The Miami Heat has not had any luck in the free agent market yet, but that is not going to stop it from trying again.

The Heat is prepared to extend a significant offer sheet to Clippers restricted free agent Lamar Odom as early as today, according to several sources with knowledge of the situation.

Odom's agent has been negotiating with the Clippers to no avail. The best offer the team has reportedly made is a three-year, $24 million deal, and the forward has been contemplating accepting a one-year tender from the Clippers that would make him an unrestricted free agent next year, according to his agent.

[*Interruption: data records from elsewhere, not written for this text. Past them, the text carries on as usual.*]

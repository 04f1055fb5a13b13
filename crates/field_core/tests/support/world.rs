#![allow(dead_code)]

use bevy_ecs::prelude::World;
use field_core::config::FieldUnitConfig;
use field_core::ecs::{RideId, VehicleState};
use field_core::geo::Coordinate;
use field_core::ride::RideContext;
use field_core::test_helpers::{create_test_world_with, ScriptedBackend};

/// Builder for reproducible field unit worlds backed by a scripted backend.
#[derive(Clone, Debug, Default)]
pub struct TestWorldBuilder {
    config: FieldUnitConfig,
    position: Option<Coordinate>,
}

impl TestWorldBuilder {
    pub fn new() -> Self {
        Self::default()
    }

    pub fn with_position(mut self, position: Coordinate) -> Self {
        self.position = Some(position);
        self
    }

    pub fn with_speed_kmh(mut self, speed_kmh: f64) -> Self {
        self.config.motion.speed_kmh = speed_kmh;
        self
    }

    /// A vehicle that never moves, for guard checks at exact distances.
    pub fn parked(self) -> Self {
        self.with_speed_kmh(0.0)
    }

    pub fn with_vehicle_id(mut self, id: &str) -> Self {
        self.config.vehicle.vehicle_id.0 = id.to_string();
        self
    }

    pub fn config(&self) -> &FieldUnitConfig {
        &self.config
    }

    pub fn build(self, backend: &ScriptedBackend) -> World {
        let mut world = create_test_world_with(&self.config, backend);
        if let Some(position) = self.position {
            world.resource_mut::<VehicleState>().position = position;
        }
        world
    }
}

/// Puts the world into OFFER_PENDING for ride 42, PAHARTOLI to NOAPARA.
pub fn offer_ride_42(world: &mut World) {
    world
        .resource_mut::<RideContext>()
        .offer(RideId::from(42u64), "PAHARTOLI", "NOAPARA")
        .expect("offer ride 42");
}

/// Puts the world into TO_PICKUP for ride 42.
pub fn accept_ride_42(world: &mut World) {
    offer_ride_42(world);
    world.resource_mut::<RideContext>().accept().expect("accept ride 42");
}

/// Puts the world into TO_DESTINATION for ride 42.
pub fn board_ride_42(world: &mut World) {
    accept_ride_42(world);
    world
        .resource_mut::<RideContext>()
        .confirm_pickup()
        .expect("pickup ride 42");
}
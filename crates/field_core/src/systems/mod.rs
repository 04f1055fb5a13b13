//! Tick systems. Each one is throttled per call-site and does nothing when
//! its interval has not elapsed yet.

pub mod acceptance_watch;
pub mod assignment_watch;
pub mod command_intake;
pub mod location_push;
pub mod movement;
pub mod offer_discovery;
pub mod registry_sync;
pub mod status_watch;

use crate::backend::BackendError;
use crate::telemetry::{Connectivity, Notice, OperatorNotices};

/// Marks a successful backend call; announces recovery after an outage.
pub(crate) fn note_backend_ok(connectivity: &mut Connectivity, notices: &mut OperatorNotices) {
    if connectivity.record_success() {
        log::info!("backend reachable again");
        notices.push(Notice::BackOnline);
    }
}

/// Logs a failed background poll. Only the start of an outage reaches the
/// operator.
pub(crate) fn note_poll_failure(
    call: &str,
    err: &BackendError,
    connectivity: &mut Connectivity,
    notices: &mut OperatorNotices,
) {
    if !err.is_offline() {
        log::warn!("{call} failed: {err}");
        return;
    }
    if connectivity.record_offline() {
        log::warn!("{call}: backend offline");
        notices.push(Notice::Offline);
    } else {
        log::debug!("{call}: backend still offline");
    }
}

/// Reports a failed operator-initiated call. The operator always hears
/// about it since they are waiting for an answer.
pub(crate) fn note_submit_failure(
    call: &str,
    err: &BackendError,
    connectivity: &mut Connectivity,
    notices: &mut OperatorNotices,
) {
    if err.is_offline() {
        connectivity.record_offline();
    }
    log::warn!("{call} failed: {err}");
    notices.push(Notice::backend(err));
}
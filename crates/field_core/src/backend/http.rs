use std::time::Duration;

use reqwest::blocking::{Client, RequestBuilder, Response};
use reqwest::StatusCode;
use serde::de::DeserializeOwned;
use serde::Serialize;

use super::error::BackendError;
use super::registry::RideRegistry;
use super::wire::{
    AcceptRequest, AcceptResponse, CompleteRequest, CompleteResponse, LocationUpdate, PendingRequestQuery,
    PendingResponse, PickupRequest, RegisterRequest,
};
use super::{AcceptOutcome, CompletionReceipt, DispatchBackend, RideOffer};
use crate::config::{BackendConfig, VehicleProfile};
use crate::ecs::{RideId, VehicleId};
use crate::geo::Coordinate;

const PENDING_REVIEW: &str = "PENDING_REVIEW";

/// Blocking HTTP client for the dispatch backend.
#[derive(Debug, Clone)]
pub struct HttpBackend {
    client: Client,
    base_url: String,
    accept_timeout: Duration,
    registry_limit: u32,
}

impl HttpBackend {
    pub fn new(config: &BackendConfig) -> Result<Self, BackendError> {
        let client = Client::builder()
            .timeout(Duration::from_millis(config.request_timeout_ms))
            .build()?;
        Ok(Self {
            client,
            base_url: config.base_url.trim_end_matches('/').to_string(),
            accept_timeout: Duration::from_millis(config.accept_timeout_ms),
            registry_limit: config.registry_limit,
        })
    }

    fn url(&self, path: &str) -> String {
        format!("{}{}", self.base_url, path)
    }

    fn post<B: Serialize>(&self, path: &str, body: &B) -> RequestBuilder {
        self.client.post(self.url(path)).json(body)
    }

    fn send(request: RequestBuilder) -> Result<Response, BackendError> {
        let response = request.send()?;
        if response.status() != StatusCode::OK {
            return Err(BackendError::Status(response.status().as_u16()));
        }
        Ok(response)
    }

    fn send_json<T: DeserializeOwned>(request: RequestBuilder) -> Result<T, BackendError> {
        let body = Self::send(request)?.text()?;
        Ok(serde_json::from_str(&body)?)
    }
}

impl DispatchBackend for HttpBackend {
    fn register(&self, profile: &VehicleProfile, position: Coordinate) -> Result<(), BackendError> {
        let body = RegisterRequest {
            vehicle_id: profile.vehicle_id.as_str(),
            operator_name: &profile.operator_name,
            phone_number: &profile.phone_number,
            current_lat: position.lat,
            current_lng: position.lng,
        };
        Self::send(self.post("/rickshaw/register", &body)).map(|_| ())
    }

    fn pending_offers(&self, vehicle: &VehicleId) -> Result<Vec<RideOffer>, BackendError> {
        let request = self
            .client
            .get(self.url("/ride/pending"))
            .query(&PendingRequestQuery {
                vehicle_id: vehicle.as_str(),
            });
        let parsed: PendingResponse = Self::send_json(request)?;
        Ok(parsed.rides)
    }

    fn accept(&self, ride: &RideId, vehicle: &VehicleId) -> Result<AcceptOutcome, BackendError> {
        let body = AcceptRequest {
            ride_id: ride,
            vehicle_id: vehicle.as_str(),
        };
        let request = self.post("/ride/accept", &body).timeout(self.accept_timeout);
        let parsed: AcceptResponse = Self::send_json(request)?;
        Ok(if parsed.success {
            AcceptOutcome::Granted
        } else {
            AcceptOutcome::Taken
        })
    }

    fn confirm_pickup(&self, ride: &RideId) -> Result<(), BackendError> {
        Self::send(self.post("/ride/pickup", &PickupRequest { ride_id: ride })).map(|_| ())
    }

    fn complete(&self, ride: &RideId, drop: Coordinate) -> Result<CompletionReceipt, BackendError> {
        let body = CompleteRequest {
            ride_id: ride,
            drop_lat: drop.lat,
            drop_lng: drop.lng,
        };
        let parsed: CompleteResponse = Self::send_json(self.post("/ride/complete", &body))?;
        Ok(CompletionReceipt {
            points: u32::try_from(parsed.points.max(0)).unwrap_or(u32::MAX),
            drop_distance_m: parsed.distance,
            pending_review: parsed.status.as_deref() == Some(PENDING_REVIEW),
        })
    }

    fn ride_registry(&self) -> Result<RideRegistry, BackendError> {
        let request = self
            .client
            .get(self.url("/admin/rides"))
            .query(&[("limit", self.registry_limit)]);
        let body: serde_json::Value = Self::send_json(request)?;
        RideRegistry::from_value(body).map_err(|err| BackendError::Malformed(err.to_string()))
    }

    fn push_location(&self, vehicle: &VehicleId, position: Coordinate) -> Result<(), BackendError> {
        let body = LocationUpdate {
            vehicle_id: vehicle.as_str(),
            lat: position.lat,
            lng: position.lng,
        };
        Self::send(self.post("/rickshaw/location", &body)).map(|_| ())
    }
}
use crate::clock::CallSite;

use super::registry_sync::RegistrySync;

/// Keeps an active ride in line with the registry: remote pickup, remote
/// completion, cancellation and reassignment.
pub fn status_watch_system(mut sync: RegistrySync) {
    sync.poll(CallSite::StatusWatch);
}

http://www.miami.com/mld/miamiherald/sports/basketball/6459992.htm


----------



## Natty Dreadlockz (Jul 21, 2003)

Clipps management would be foolish to let Odom go... They'd not only lose their leader but the most versatile cat on the squad... Nah... I'd be very surprised not to see Da Goods in a Clippa uni this season... But funnier things have happened lately(Polynice returnin)... If they don't match MIA's offer for the cat they betta bring in an impact point guard... Or it's gonna be anotha long season in Clippaland... Peace


----------



## Ballscientist (Nov 11, 2002)

Compare with Odom, brand and Maggette got overpaid.


----------



## MJG (Jun 29, 2003)

Brand may be overpaid, but I don't see how $6 million per year (on average) is overpayment for Maggette. He is only 23 and has improved every year in the league, putting up 17 PPG and 5 RPG last year. I think that even if he had maxed out his stats last year, he'd be worth about what he's getting. Factor in his likely continual improvement, and he'll be a steal in a couple of years.


----------



## TomBoerwinkle#1 (Jul 31, 2002)

Did Sterling finally figure out how to reach the bottom of his deep pocket? Could it be that he will match not one, but *two* RFA offer sheets in one season?

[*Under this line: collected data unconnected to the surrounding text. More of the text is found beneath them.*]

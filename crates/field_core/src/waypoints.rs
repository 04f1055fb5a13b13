//! Known pickup/destination points and free-text label resolution.
//!
//! Labels typed by riders rarely match the catalog exactly, so resolution
//! tries, in order: exact name, label contains a catalog name, a catalog name
//! contains the label, and finally a short alias table. A label that matches
//! nothing stays unresolved; callers must refuse to navigate rather than pick
//! an arbitrary point.

use crate::geo::Coordinate;

#[derive(Debug, Clone, Copy, PartialEq)]
pub struct NamedWaypoint {
    pub name: &'static str,
    pub position: Coordinate,
}

pub const CUET_CAMPUS: NamedWaypoint = NamedWaypoint {
    name: "CUET_CAMPUS",
    position: Coordinate::new(22.4633, 91.9714),
};

pub const PAHARTOLI: NamedWaypoint = NamedWaypoint {
    name: "PAHARTOLI",
    position: Coordinate::new(22.4725, 91.9845),
};

pub const NOAPARA: NamedWaypoint = NamedWaypoint {
    name: "NOAPARA",
    position: Coordinate::new(22.4580, 91.9920),
};

pub const RAOJAN: NamedWaypoint = NamedWaypoint {
    name: "RAOJAN",
    position: Coordinate::new(22.4520, 91.9650),
};

pub const CATALOG: [NamedWaypoint; 4] = [CUET_CAMPUS, PAHARTOLI, NOAPARA, RAOJAN];

/// Substring aliases checked after the catalog rules. `PAHAR` is a historical
/// spelling kept for compatibility with older rider apps.
const ALIASES: [(&str, NamedWaypoint); 2] = [("CUET", CUET_CAMPUS), ("PAHAR", PAHARTOLI)];

/// Resolves a free-text label against [`CATALOG`].
pub fn resolve(label: &str) -> Option<NamedWaypoint> {
    let label = label.trim().to_uppercase();
    if label.is_empty() {
        return None;
    }

    CATALOG
        .iter()
        .find(|wp| wp.name == label)
        .or_else(|| CATALOG.iter().find(|wp| label.contains(wp.name)))
        .or_else(|| CATALOG.iter().find(|wp| wp.name.contains(label.as_str())))
        .copied()
        .or_else(|| {
            ALIASES
                .iter()
                .find(|(alias, _)| label.contains(alias))
                .map(|(_, wp)| *wp)
        })
}

#[cfg(test)]
mod tests {
    use super::*;

    #[test]
    fn exact_names_resolve() {
        for wp in CATALOG {
            assert_eq!(resolve(wp.name), Some(wp));
        }
    }

    #[test]
    fn matching_is_case_insensitive_and_trimmed() {
        assert_eq!(resolve("  noapara "), Some(NOAPARA));
        assert_eq!(resolve("Raojan"), Some(RAOJAN));
    }

    #[test]
    fn label_containing_a_catalog_name_resolves() {
        assert_eq!(resolve("NOAPARA BAZAR GATE"), Some(NOAPARA));
    }

    #[test]
    fn catalog_name_containing_the_label_resolves() {
        assert_eq!(resolve("CAMPUS"), Some(CUET_CAMPUS));
        assert_eq!(resolve("TOLI"), Some(PAHARTOLI));
    }

    #[test]
    fn aliases_resolve_last() {
        assert_eq!(resolve("CUET main gate"), Some(CUET_CAMPUS));
        assert_eq!(resolve("Pahar hill road"), Some(PAHARTOLI));
    }

    #[test]
    fn unknown_and_empty_labels_stay_unresolved() {
        assert_eq!(resolve("CHAWKBAZAR"), None);
        assert_eq!(resolve("   "), None);
    }
}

Is the devil shivering somewhere, wishing he had a heavy parka?


----------



## FSH (Aug 3, 2002)

> Originally posted by <b>Ballscientist</b>!
> Compare with Odom, brand and Maggette got overpaid.

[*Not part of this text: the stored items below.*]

#[cfg(test)]
mod tests {
    use super::*;
    use relay_core::{FinishReason, Usage};

    fn make_key(content: &str) -> CacheKey {
        CacheKey::compute(
            &[ChatMessage::user(content)],
            "claude-3-haiku-20240307",
            Some(0.7),
            None,
            Some(1024),
        )
    }

    fn make_response(content: &str) -> ChatResponse {
        ChatResponse::builder()
            .model("claude-3-haiku-20240307")
            .content(content)
            .usage(Usage::new(10, 20))
            .finish_reason(FinishReason::Stop)
            .build()
    }

    #[test]
    fn test_hit_and_miss() {
        let cache = ResponseCache::with_defaults();
        let key = make_key("Hello");

        assert!(cache.get(&key).is_none());
        cache.insert(key.clone(), make_response("Hi!"), None);

        let cached = cache.get(&key).expect("hit");
        assert_eq!(cached.content, "Hi!");

        let stats = cache.stats();
        assert_eq!(stats.hits, 1);
        assert_eq!(stats.misses, 1);
        assert!((stats.hit_rate() - 0.5).abs() < f64::EPSILON);
    }

    #[test]
    fn test_key_distinguishes_content_and_model() {
        let base = make_key("Hello");
        assert_ne!(base, make_key("Goodbye"));

        let other_model = CacheKey::compute(
            &[ChatMessage::user("Hello")],
            "claude-3-opus-20240229",
            Some(0.7),
            None,
            Some(1024),
        );
        assert_ne!(base, other_model);
    }

    #[test]
    fn test_key_distinguishes_system_prompt_and_max_tokens() {
        let messages = [ChatMessage::user("Hello")];
        let model = "claude-3-haiku-20240307";

        let plain = CacheKey::compute(&messages, model, Some(0.7), None, None);
        let with_system = CacheKey::compute(&messages, model, Some(0.7), Some("Be brief"), None);
        let with_budget = CacheKey::compute(&messages, model, Some(0.7), None, Some(512));

        assert_ne!(plain, with_system);
        assert_ne!(plain, with_budget);
        assert_ne!(with_system, with_budget);
    }

    #[test]
    fn test_temperature_quantization() {
        let messages = [ChatMessage::user("Hello")];
        let model = "claude-3-haiku-20240307";

        let a = CacheKey::compute(&messages, model, Some(0.7), None, None);
        let b = CacheKey::compute(&messages, model, Some(0.700_000_01), None, None);
        let c = CacheKey::compute(&messages, model, Some(0.71), None, None);

        assert_eq!(a, b);
        assert_ne!(a, c);
    }

    #[test]
    fn test_absent_temperature_is_its_own_bucket() {
        let messages = [ChatMessage::user("Hello")];
        let model = "claude-3-haiku-20240307";

        let unset = CacheKey::compute(&messages, model, None, None, None);
        let zero = CacheKey::compute(&messages, model, Some(0.0), None, None);
        assert_ne!(unset, zero);
    }

    #[test]
    fn test_entry_at_expiry_is_a_miss() {
        let cache = ResponseCache::with_defaults();
        let key = make_key("Hello");

        // Zero TTL: elapsed() >= ttl holds immediately.
        cache.insert(key.clone(), make_response("Hi!"), Some(Duration::ZERO));

        assert!(cache.get(&key).is_none());
        let stats = cache.stats();
        assert_eq!(stats.hits, 0);
        assert_eq!(stats.misses, 1);
        assert_eq!(stats.entries, 0);
        assert_eq!(stats.evictions, 1);
    }

    #[test]
    fn test_no_ttl_never_expires() {
        let cache = ResponseCache::with_defaults();
        let key = make_key("Hello");

        let mut entries = cache.entries.write();
        entries.insert(
            key.clone(),
            CacheEntry {
                response: make_response("Hi!"),
                created: Instant::now()
                    .checked_sub(Duration::from_secs(86_400))
                    .unwrap_or_else(Instant::now),
                created_at: Utc::now(),
                seq: 0,
                ttl: None,
                hit_count: 0,
            },
        );
        drop(entries);

        assert!(cache.get(&key).is_some());
    }

    #[test]
    fn test_tokens_saved_accrue_on_hits() {
        let cache = ResponseCache::with_defaults();
        let key = make_key("Hello");
        cache.insert(key.clone(), make_response("Hi!"), None);

        cache.get(&key);
        cache.get(&key);

        assert_eq!(cache.stats().total_tokens_saved, 60);
    }

    #[test]
    fn test_overwrite_same_key() {
        let cache = ResponseCache::with_defaults();
        let key = make_key("Hello");

        cache.insert(key.clone(), make_response("first"), None);
        cache.insert(key.clone(), make_response("second"), None);

        assert_eq!(cache.get(&key).unwrap().content, "second");
        assert_eq!(cache.stats().entries, 1);
    }

    #[test]
    fn test_capacity_evicts_oldest_created() {
        let cache = ResponseCache::new(CacheConfig {
            max_entries: 2,
            ..CacheConfig::default()
        });

        let first = make_key("first");
        let second = make_key("second");
        let third = make_key("third");

        cache.insert(first.clone(), make_response("1"), None);
        cache.insert(second.clone(), make_response("2"), None);
        cache.insert(third.clone(), make_response("3"), None);

        assert!(cache.get(&first).is_none());
        assert!(cache.get(&second).is_some());
        assert!(cache.get(&third).is_some());
        assert_eq!(cache.stats().entries, 2);
    }

    #[test]
    fn test_cleanup_expired_sweep() {
        let cache = ResponseCache::with_defaults();
        cache.insert(make_key("keep"), make_response("1"), None);
        cache.insert(make_key("drop"), make_response("2"), Some(Duration::ZERO));

        cache.cleanup_expired();

        let stats = cache.stats();
        assert_eq!(stats.entries, 1);
        assert_eq!(stats.evictions, 1);
    }

    #[test]
    fn test_clear() {
        let cache = ResponseCache::with_defaults();
        let key = make_key("Hello");
        cache.insert(key.clone(), make_response("Hi!"), None);

        cache.clear();
        assert!(cache.get(&key).is_none());
    }

    #[test]
    fn test_disabled_cache_never_serves() {
        let cache = ResponseCache::new(CacheConfig {
            enabled: false,
            ..CacheConfig::default()
        });
        let key = make_key("Hello");

        cache.insert(key.clone(), make_response("Hi!"), None);
        assert!(cache.get(&key).is_none());
        assert!(!cache.is_enabled());
    }

    #[test]
    fn test_popular_patterns() {
        let cache = ResponseCache::with_defaults();
        let hot = make_key("hot");
        let warm = make_key("warm");
        let cold = make_key("cold");

        cache.insert(hot.clone(), make_response("h"), None);
        cache.insert(warm.clone(), make_response("w"), None);
        cache.insert(cold, make_response("c"), None);

        for _ in 0..3 {
            cache.get(&hot);
        }
        cache.get(&warm);

        let patterns = cache.popular_patterns(10);
        assert_eq!(patterns.len(), 2);
        assert_eq!(patterns[0].hits, 3);
        assert_eq!(patterns[1].hits, 1);

        let limited = cache.popular_patterns(1);
        assert_eq!(limited.len(), 1);
    }

    #[tokio::test(start_paused = true)]
    async fn test_sweeper_removes_expired_entries() {
        let cache = Arc::new(ResponseCache::new(CacheConfig {
            sweep_interval: Duration::from_millis(100),
            ..CacheConfig::default()
        }));
        cache.insert(make_key("drop"), make_response("1"), Some(Duration::ZERO));

        let handle = cache.start_sweeper();
        tokio::time::sleep(Duration::from_millis(250)).await;
        handle.abort();

        assert_eq!(cache.stats().entries, 0);
    }
}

Compair to Odom Magette is overpaid not Brand...


----------



## yamaneko (Jan 1, 2003)

> Did Sterling finally figure out how to reach the bottom of his deep pocket? Could it be that he will match not one, but two RFA offer sheets in one season?


Do your homework.  Youll find that in the history of the clippers, actually, andre miller is the first ever RFA that sterling has not matched. Also, hes already matched two, and theyre trying to make it three.


----------



## Sean (Jun 7, 2002)

*Heat set to make Odom offer*

By Harvey Fialkov 
Staff Writer 
Posted August 6 2003 

For the second time in a month, the Heat is poised to tender a lucrative offer sheet to a Los Angeles Clippers forward.

"Odom has turned down the Clippers' qualifying offer of $24 million over three years. The Heat is reportedly ready to offer a deal in the six-year, $65 million range, with potentially $23 million paid up front in hopes of scaring off Sterling. 

"Once Odom accepts an offer sheet, he will no longer be able to sign a one-year deal with the Clippers, a move that would let him become an unrestricted free agent next summer."


http://www.sun-sentinel.com/sports/...06aug06,1,1964090.story?coll=sfla-sports-heat


----------



## D-Wade (Feb 20, 2003)

*Why do you want Odom after these comments?*









*-Odom*

FULL ARTICLE:
http://www.miami.com/mld/miamiherald/sports/basketball/6476018.htm

*ODOM: "I WANT OUT!"*


ISRAEL GUTIERREZ said:


> *
> ''I feel like my relationship with the Clippers is over,'' Odom said by telephone Wednesday. ``I don't really feel like they committed to me. If they were, this wouldn't be going on like this. I just feel like this is my time and my place and my chance to get out of there.''
> 
> ''At the end of this year, I pretty much wanted out,'' Odom said. ``I'm tired of not having a place to practice, a place to get better. I think it's just my time to get out of there. . . . I've been trying to express myself as humble as possible, but I just want to get . . . out of there.''
> ...


----------



## MiamiHeat03 (Mar 28, 2003)

LOL
I wouldnt want him back if i was a clippers fan..........
But in reality it is on Donald Sterling's hand....he makes the choice.
Lets just what will happen when the heat offers him an offer sheet!


----------



## Sean (Jun 7, 2002)

*Odom expects $60M-$70M offer*

By Harvey Fialkov 
Staff writer 
Posted August 7 2003 

The Lamar Odom watch continued Wednesday.

Although the Heat and the Los Angeles Clippers' restricted free-agent forward were unable to agree on an offer sheet during their meetings in Miami earlier this week, Odom did tell ESPN's Kevin Frazier that the impending deal is worth between $60 million and $70 million.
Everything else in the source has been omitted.